Sejak pagi, halaman madrasah Pesantren Modern Al-Fatih Gondang dipenuhi keriuhan penuh warna. Meja-meja kecil berjejer rapi di sepanjang sisi halaman, menjadi lapak jualan santri sekolah dasar yang bersemangat menyambut pengunjung. Dengan penuh antusias, mereka menata produk sederhana yang siap dipasarkan.
Aneka barang dagangan ditawarkan, mulai dari makanan ringan buatan pesantren, minuman segar, hingga kerajinan tangan karya santri. Suasana menyerupai pasar sungguhan, lengkap dengan canda, tawa, serta riuh tawar-menawar hangat antara penjual dan pembeli yang memadati halaman.
Para guru mendampingi dengan penuh kesabaran, memberi arahan dan dorongan agar santri kecil berani mempraktikkan keterampilan barunya. Sementara itu, santri Kulliyatul Mu’allimin Al-Islamiyah (KMI) turut membantu menjaga ketertiban, sekaligus memberi contoh bagaimana menghadapi pembeli dengan ramah.
Kehadiran Pimpinan Pesantren, TGH. Lalu Nurul Bayanil Huda, MA., menambah semarak suasana. Beliau berjalan dari satu meja ke meja lain, berinteraksi langsung dengan para santri yang berjualan, bahkan membeli beberapa produk mereka sebagai bentuk dukungan moral.
Pemandangan ini membuat halaman madrasah seakan berubah menjadi laboratorium pendidikan terbuka. Di sini, santri kecil tidak hanya belajar menjual barang, tetapi juga mengasah kemandirian, kreativitas, dan keterampilan sosial melalui pengalaman nyata yang jarang ditemukan dalam ruang kelas formal.
Menumbuhkan Jiwa Mandiri Sejak Usia Dini
Kemandirian tidak muncul tiba-tiba, melainkan dibentuk melalui pengalaman. Melalui Al-Fatih Market Day, santri sekolah dasar belajar mengelola modal, menentukan harga, dan menghadapi risiko dagangan yang tidak selalu laku. Dari proses ini, mereka mulai memahami arti keputusan mandiri.
Hurlock dalam Child Development (1978) menjelaskan bahwa kemandirian tumbuh ketika anak diberi kesempatan membuat pilihan dan menghadapi konsekuensinya. Simulasi pasar ini menghadirkan pengalaman tersebut, karena setiap santri belajar mengambil keputusan langsung di lapangan.
Tidak hanya soal keberanian, kegiatan ini juga melatih kreativitas. Santri ditantang menghadirkan produk yang unik dan menarik perhatian pembeli.
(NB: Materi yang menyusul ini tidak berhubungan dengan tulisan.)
use chrono::{DateTime, SecondsFormat, Utc};
use serde::Serialize;
use serde_json::{Value, json};
use std::collections::BTreeMap;
use std::time::Duration;

use super::span::{FinishedSpan, HTTP_URL, SpanKind};

pub const CLOUD_ROLE_TAG: &str = "ai.cloud.role";

/// Application Insights ingestion envelope.
#[derive(Debug, Clone, Serialize)]
pub struct Envelope {
    pub name: &'static str,
    pub time: String,
    #[serde(rename = "iKey")]
    pub instrumentation_key: String,
    pub tags: BTreeMap<String, String>,
    pub data: EnvelopeData,
}

#[derive(Debug, Clone, Serialize)]
pub struct EnvelopeData {
    #[serde(rename = "baseType")]
    pub base_type: &'static str,
    #[serde(rename = "baseData")]
    pub base_data: Value,
}

impl Envelope {
    fn new(name: &'static str, time: DateTime<Utc>, base_type: &'static str, base_data: Value) -> Self {
        Self {
            name,
            time: time.to_rfc3339_opts(SecondsFormat::Micros, true),
            instrumentation_key: String::new(),
            tags: BTreeMap::new(),
            data: EnvelopeData {
                base_type,
                base_data,
            },
        }
    }

    pub fn from_span(span: &FinishedSpan) -> Self {
        let name = span
            .attribute("name")
            .and_then(Value::as_str)
            .unwrap_or(span.name.as_str())
            .to_string();
        let url = span.attribute(HTTP_URL).and_then(Value::as_str).unwrap_or_default();
        let status = span.status_code().unwrap_or(0);
        let properties: BTreeMap<&str, String> = span
            .attributes
            .iter()
            .map(|(k, v)| (k.as_str(), attribute_text(v)))
            .collect();

        let mut envelope = match span.kind {
            SpanKind::Server => Envelope::new(
                "Microsoft.ApplicationInsights.Request",
                span.start_time,
                "RequestData",
                json!({
                    "ver": 2,
                    "id": span.span_id,
                    "name": name,
                    "duration": format_duration(span.duration),
                    "responseCode": status.to_string(),
                    "success": status < 400,
                    "url": url,
                    "properties": properties,
                }),
            ),
            SpanKind::Client => Envelope::new(
                "Microsoft.ApplicationInsights.RemoteDependency",
                span.start_time,
                "RemoteDependencyData",
                json!({
                    "ver": 2,
                    "id": span.span_id,
                    "name": name,
                    "duration": format_duration(span.duration),
                    "resultCode": status.to_string(),
                    "success": status < 400,
                    "data": url,
                    "type": "HTTP",
                    "properties": properties,
                }),
            ),
        };
        envelope.tags.insert("ai.operation.id".to_string(), span.trace_id.clone());
        envelope.tags.insert("ai.operation.name".to_string(), name);
        envelope
    }

    pub fn from_log(message: String, level: log::Level, target: &str) -> Self {
        Envelope::new(
            "Microsoft.ApplicationInsights.Message",
            Utc::now(),
            "MessageData",
            json!({
                "ver": 2,
                "message": message,
                "severityLevel": severity_level(level),
                "properties": { "module": target },
            }),
        )
    }
}

fn attribute_text(value: &Value) -> String {
    match value {
        Value::String(s) => s.clone(),
        other => other.to_string(),
    }
}

fn severity_level(level: log::Level) -> u8 {
    match level {
        log::Level::Error => 3,
        log::Level::Warn => 2,
        log::Level::Info => 1,
        log::Level::Debug | log::Level::Trace => 0,
    }
}

/// `d.hh:mm:ss.fff`, the duration format the ingestion API expects.
pub fn format_duration(duration: Duration) -> String {
    let total_millis = duration.as_millis();
    let millis = total_millis % 1000;
    let total_secs = total_millis / 1000;
    let (secs, mins) = (total_secs % 60, (total_secs / 60) % 60);
    let (hours, days) = ((total_secs / 3600) % 24, total_secs / 86_400);
    format!("{}.{:02}:{:02}:{:02}.{:03}", days, hours, mins, secs, millis)
}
Praktik ini sejalan dengan pandangan Amabile dalam Creativity in Context (1996), bahwa kreativitas berkembang ketika anak dihadapkan pada situasi nyata yang menuntut inovasi.
Di sisi lain, keterlibatan guru dan santri KMI menjadikan kegiatan ini aman sekaligus edukatif. Anak-anak mendapat arahan praktis, tetapi tetap diberi ruang untuk berkreasi sendiri. Kombinasi inilah yang membuat mereka belajar tanpa merasa terbebani.